4) Instead of eating 3 big meals a day (breakfast, lunch and dinner), or eating all day all the time, spread those calories out over 6 smaller meals. Eat one meal every 2 and a half to 3 hours. This “grazing” technique will speed up your metabolism, keep you from getting hungry and actually decrease the amount of calories you consume. Two of these “meals” will be scheduled around your workout.
5) The workout …it’s intense…..(Matt’s plan) Alternating days of cardio and weight training culminating in water aerobics and nutrition workshop on Saturday. This is the day I will adjust my diet plan to your individual needs.
6) At the end of the week, weigh yourself. You'll notice a difference just after one week! Now, don't expect to see a 20-pound difference. Losing anymore then 1 or 2 pounds a week is unhealthy. So look for a 1 or 2-pound weight loss at the end of the week. Doesn’t sound like much? You can lose 5-8 pounds a month! That's around 75 pounds a year! If you didn’t lose any weight, you need to adjust your intake again.
The Details
So far, I’ve been really easy on you; now comes the aggressive nutritionist’s rules!
For the next few weeks no fried foods, no cookies or chips, no red meat, no foods containing hydrogenated or partially hydrogenated fats or trans fats. I am not eliminating fats here, just the bad fats. And, sorry, but beef just contains too much saturated fat, even the leanest cuts, to fit into this healthy diet. Your lean meats will include chicken, turkey, pork (loin cuts only) and fish. They will be baked or broiled—not fried! and served with lots of vegetables and whole grains. You will also get more good fats from olive oil, flaxseed and nuts.
About 60 percent of your healthy diet will come from carbohydrates. Don’t raise your eyebrows and gasp! Your nervous system (that includes your brain!) runs on glucose, which come from breaking down carbohydrates.

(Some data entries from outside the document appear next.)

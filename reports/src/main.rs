//! `redflag`: command-line client for the Report Service.
//!
//! Every report command logs in with `REDFLAG_EMAIL` / `REDFLAG_PASSWORD`,
//! mounts a view for the session's role and drives it through the sync
//! controller, so the same policy and validation apply as in any other view.

use anyhow::{anyhow, bail};
use chrono::NaiveDate;
use clap::{Parser, Subcommand};
use redflag_core::environment::SystemClock;
use redflag_reports::geolocation::{FixedLocation, LocationProvider, NoGeolocation};
use redflag_reports::{
    mount_and_fetch, Config, Credentials, HttpReportService, IdentityClient, NotificationLevel,
    Registration, ReportChanges, ReportDraft, ReportId, ReportStatus, ReportType, ReportsAction,
    ReportsEnvironment, StatusFacet, SyncController,
};
use std::sync::Arc;
use tracing_subscriber::{layer::SubscriberExt, util::SubscriberInitExt};

/// Red-flag and intervention reports from the terminal
#[derive(Debug, Parser)]
#[command(name = "redflag", version)]
#[command(about = "Submit, review and manage red-flag and intervention reports", long_about = None)]
#[command(after_help = "Report commands log in with REDFLAG_EMAIL and REDFLAG_PASSWORD.")]
struct Cli {
    /// Log level used when RUST_LOG is unset
    #[arg(long, global = true, env = "REDFLAG_LOG_LEVEL", default_value = "info")]
    log_level: String,

    #[command(subcommand)]
    command: Command,
}

#[derive(Debug, Subcommand)]
enum Command {
    /// Log in and print the issued session
    Login {
        /// Account email
        email: String,
        /// Account password
        password: String,
    },

    /// Create an account
    Register {
        /// Display name
        name: String,
        /// Account email
        email: String,
        /// Account password
        password: String,
    },

    /// List the reports visible to the logged-in user
    List {
        /// Only titles containing this text (case-insensitive)
        #[arg(long)]
        search: Option<String>,
        /// `all` or one status, e.g. `pending`, `under-investigation`
        #[arg(long)]
        status: Option<StatusFacet>,
    },

    /// File a new report
    Submit {
        /// `red-flag` or `intervention`
        #[arg(long = "type", default_value = "red-flag")]
        report_type: ReportType,
        /// Short summary
        #[arg(long)]
        title: String,
        /// Full account
        #[arg(long)]
        description: String,
        /// Incident date, YYYY-MM-DD
        #[arg(long)]
        date: NaiveDate,
        /// Attach the position from REDFLAG_LATITUDE / REDFLAG_LONGITUDE
        #[arg(long)]
        locate: bool,
    },

    /// Change fields of a draft or pending report
    Edit {
        /// Report id
        id: String,
        /// New title
        #[arg(long)]
        title: Option<String>,
        /// New description
        #[arg(long)]
        description: Option<String>,
        /// New incident date, YYYY-MM-DD
        #[arg(long)]
        date: Option<NaiveDate>,
    },

    /// Delete a draft or pending report
    Delete {
        /// Report id
        id: String,
    },

    /// Move a report along the review workflow (administrators)
    SetStatus {
        /// Report id
        id: String,
        /// Target status, e.g. `under-investigation`, `resolved`
        status: ReportStatus,
    },
}

#[tokio::main]
async fn main() -> anyhow::Result<()> {
    dotenvy::dotenv().ok();
    let cli = Cli::parse();

    tracing_subscriber::registry()
        .with(
            tracing_subscriber::EnvFilter::try_from_default_env()
                .unwrap_or_else(|_| cli.log_level.clone().into()),
        )
        .with(tracing_subscriber::fmt::layer().with_writer(std::io::stderr))
        .init();

    let config = Config::from_env();
    let identity = IdentityClient::with_timeout(&config.api.url, config.api.request_timeout())?;

    match cli.command {
        Command::Login { email, password } => {
            let session = identity.login(&Credentials { email, password }).await?;
            println!("Logged in as user {} ({})", session.user_id, session.role);
            println!("token: {}", session.token);
        },
        Command::Register {
            name,
            email,
            password,
        } => {
            identity
                .register(&Registration {
                    name,
                    email,
                    password,
                })
                .await?;
            println!("Registration successful. Please log in.");
        },
        command => {
            let view = open_view(&config, &identity).await?;
            let outcome = run_report_command(&config, &view, command).await;
            view.shutdown(config.cli.effect_timeout()).await?;
            outcome?;
        },
    }

    Ok(())
}

/// Log in and mount a view for the session's role
async fn open_view(config: &Config, identity: &IdentityClient) -> anyhow::Result<SyncController> {
    let credentials = config
        .cli
        .credentials
        .as_ref()
        .ok_or_else(|| anyhow!("set REDFLAG_EMAIL and REDFLAG_PASSWORD to use report commands"))?;
    let session = identity.login(credentials).await?;

    let service = HttpReportService::with_timeout(&config.api.url, config.api.request_timeout())?
        .with_token(&session.token);
    let locator: Arc<dyn LocationProvider> = match config.cli.location {
        Some(location) => Arc::new(FixedLocation(location)),
        None => Arc::new(NoGeolocation),
    };
    let env = ReportsEnvironment::new(Arc::new(service), Arc::new(SystemClock), session)
        .with_locator(locator)
        .with_transitions(config.policy.admin_transitions);

    let view = mount_and_fetch(env, config.cli.effect_timeout()).await?;
    if let Some(error) = view.state(|s| s.load_error.clone()).await {
        bail!(error);
    }
    Ok(view)
}

/// Send one action, wait for its remote call and report the outcome
///
/// Fails with the message of any error notification the action produced.
async fn dispatch(config: &Config, view: &SyncController, action: ReportsAction) -> anyhow::Result<()> {
    let seen = view.state(|s| s.notifications.len()).await;
    let mut handle = view.send(action).await?;
    handle.wait_with_timeout(config.cli.effect_timeout()).await?;

    let fresh = view
        .state(|s| s.notifications.iter().skip(seen).cloned().collect::<Vec<_>>())
        .await;
    for notification in &fresh {
        if notification.level == NotificationLevel::Error {
            bail!(notification.message.clone());
        }
        println!("{}", notification.message);
    }
    Ok(())
}

async fn run_report_command(config: &Config, view: &SyncController, command: Command) -> anyhow::Result<()> {
    match command {
        Command::List { search, status } => {
            if let Some(term) = search {
                dispatch(config, view, ReportsAction::SetSearchTerm { term }).await?;
            }
            if let Some(facet) = status {
                dispatch(config, view, ReportsAction::SetStatusFacet { facet }).await?;
            }
            let rows = view
                .state(|s| {
                    s.visible_reports()
                        .into_iter()
                        .map(|r| {
                            format!(
                                "{}\t{:<19}\t{:<12}\t{}\t{}",
                                r.id,
                                r.status.label(),
                                r.report_type,
                                r.incident_date,
                                r.title
                            )
                        })
                        .collect::<Vec<_>>()
                })
                .await;
            if rows.is_empty() {
                println!("No reports found");
            }
            for row in rows {
                println!("{row}");
            }
        },
        Command::Submit {
            report_type,
            title,
            description,
            date,
            locate,
        } => {
            let draft = ReportDraft::new(report_type)
                .title(title)
                .description(description)
                .incident_date(date);
            dispatch(config, view, ReportsAction::SetDraft { draft }).await?;

            if locate {
                if let Err(error) = dispatch(config, view, ReportsAction::RequestLocation).await {
                    eprintln!("{error}; submitting without a location");
                }
            }
            dispatch(config, view, ReportsAction::SubmitDraft).await?;
        },
        Command::Edit {
            id,
            title,
            description,
            date,
        } => {
            let changes = ReportChanges {
                title,
                description,
                incident_date: date,
                ..ReportChanges::default()
            };
            let id = ReportId::new(id);
            dispatch(config, view, ReportsAction::UpdateReport { id, changes }).await?;
        },
        Command::Delete { id } => {
            let id = ReportId::new(id);
            dispatch(config, view, ReportsAction::DeleteReport { id }).await?;
        },
        Command::SetStatus { id, status } => {
            let id = ReportId::new(id);
            dispatch(config, view, ReportsAction::ChangeStatus { id, status }).await?;
        },
        Command::Login { .. } | Command::Register { .. } => {
            bail!("{command:?} does not operate on reports")
        },
    }
    Ok(())
}

#[cfg(test)]
#[allow(clippy::unwrap_used, clippy::panic)] // Test code can use unwrap/panic
mod tests {
    use super::*;
    use clap::CommandFactory;

    #[test]
    fn test_command_definition_is_consistent() {
        Cli::command().debug_assert();
    }

    #[test]
    fn test_submit_parses_typed_fields() {
        let cli = Cli::try_parse_from([
            "redflag",
            "submit",
            "--type",
            "intervention",
            "--title",
            "Broken pipe",
            "--description",
            "Water everywhere",
            "--date",
            "2024-12-30",
            "--locate",
        ])
        .unwrap();

        let Command::Submit {
            report_type,
            date,
            locate,
            ..
        } = cli.command
        else {
            panic!("expected submit");
        };
        assert_eq!(report_type, ReportType::Intervention);
        assert_eq!(date, NaiveDate::from_ymd_opt(2024, 12, 30).unwrap());
        assert!(locate);
    }

    #[test]
    fn test_submit_defaults_to_red_flag() {
        let cli = Cli::try_parse_from([
            "redflag",
            "submit",
            "--title",
            "Bribe",
            "--description",
            "At the office",
            "--date",
            "2024-12-30",
        ])
        .unwrap();
        assert!(matches!(
            cli.command,
            Command::Submit {
                report_type: ReportType::RedFlag,
                locate: false,
                ..
            }
        ));
    }

    #[test]
    fn test_set_status_accepts_hyphenated_status() {
        let cli = Cli::try_parse_from(["redflag", "set-status", "7", "under-investigation"]).unwrap();
        let Command::SetStatus { id, status } = cli.command else {
            panic!("expected set-status");
        };
        assert_eq!(id, "7");
        assert_eq!(status, ReportStatus::UnderInvestigation);
    }

    #[test]
    fn test_list_status_facet() {
        let cli = Cli::try_parse_from(["redflag", "list", "--search", "pothole", "--status", "resolved"]).unwrap();
        let Command::List { search, status } = cli.command else {
            panic!("expected list");
        };
        assert_eq!(search.as_deref(), Some("pothole"));
        assert_eq!(status, Some(StatusFacet::Only(ReportStatus::Resolved)));
    }

    #[test]
    fn test_malformed_values_are_rejected() {
        assert!(Cli::try_parse_from(["redflag", "set-status", "7", "closed"]).is_err());
        assert!(Cli::try_parse_from(["redflag", "edit", "7", "--date", "30/12/2024"]).is_err());
        assert!(Cli::try_parse_from(["redflag", "submit", "--title", "No date", "--description", "x"]).is_err());
    }

    #[test]
    fn test_edit_fields_are_optional() {
        let cli = Cli::try_parse_from(["redflag", "edit", "3", "--title", "Crater"]).unwrap();
        let Command::Edit {
            id,
            title,
            description,
            date,
        } = cli.command
        else {
            panic!("expected edit");
        };
        assert_eq!(id, "3");
        assert_eq!(title.as_deref(), Some("Crater"));
        assert_eq!(description, None);
        assert_eq!(date, None);
    }
}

We are eliminating processed, refined carbohydrates and adding whole grain breads, pastas and cereals to our menu.
Just as important as the proper portions of all these good nutrient-dense foods is the consumption of water. Our body uses water for all of its metabolic work and produces water as a by-product. We must replace the water lost as waste through breathing, perspiring and urinating by drinking 8 glasses of water a day—soft drinks do not count! They are more air and sugar than water.
For more information on the energy nutrients—protein, carbohydrates and fats, use the workbook, which includes formulas for figuring out your healthy body weight, and how to determine how many calories are contained in any particular food.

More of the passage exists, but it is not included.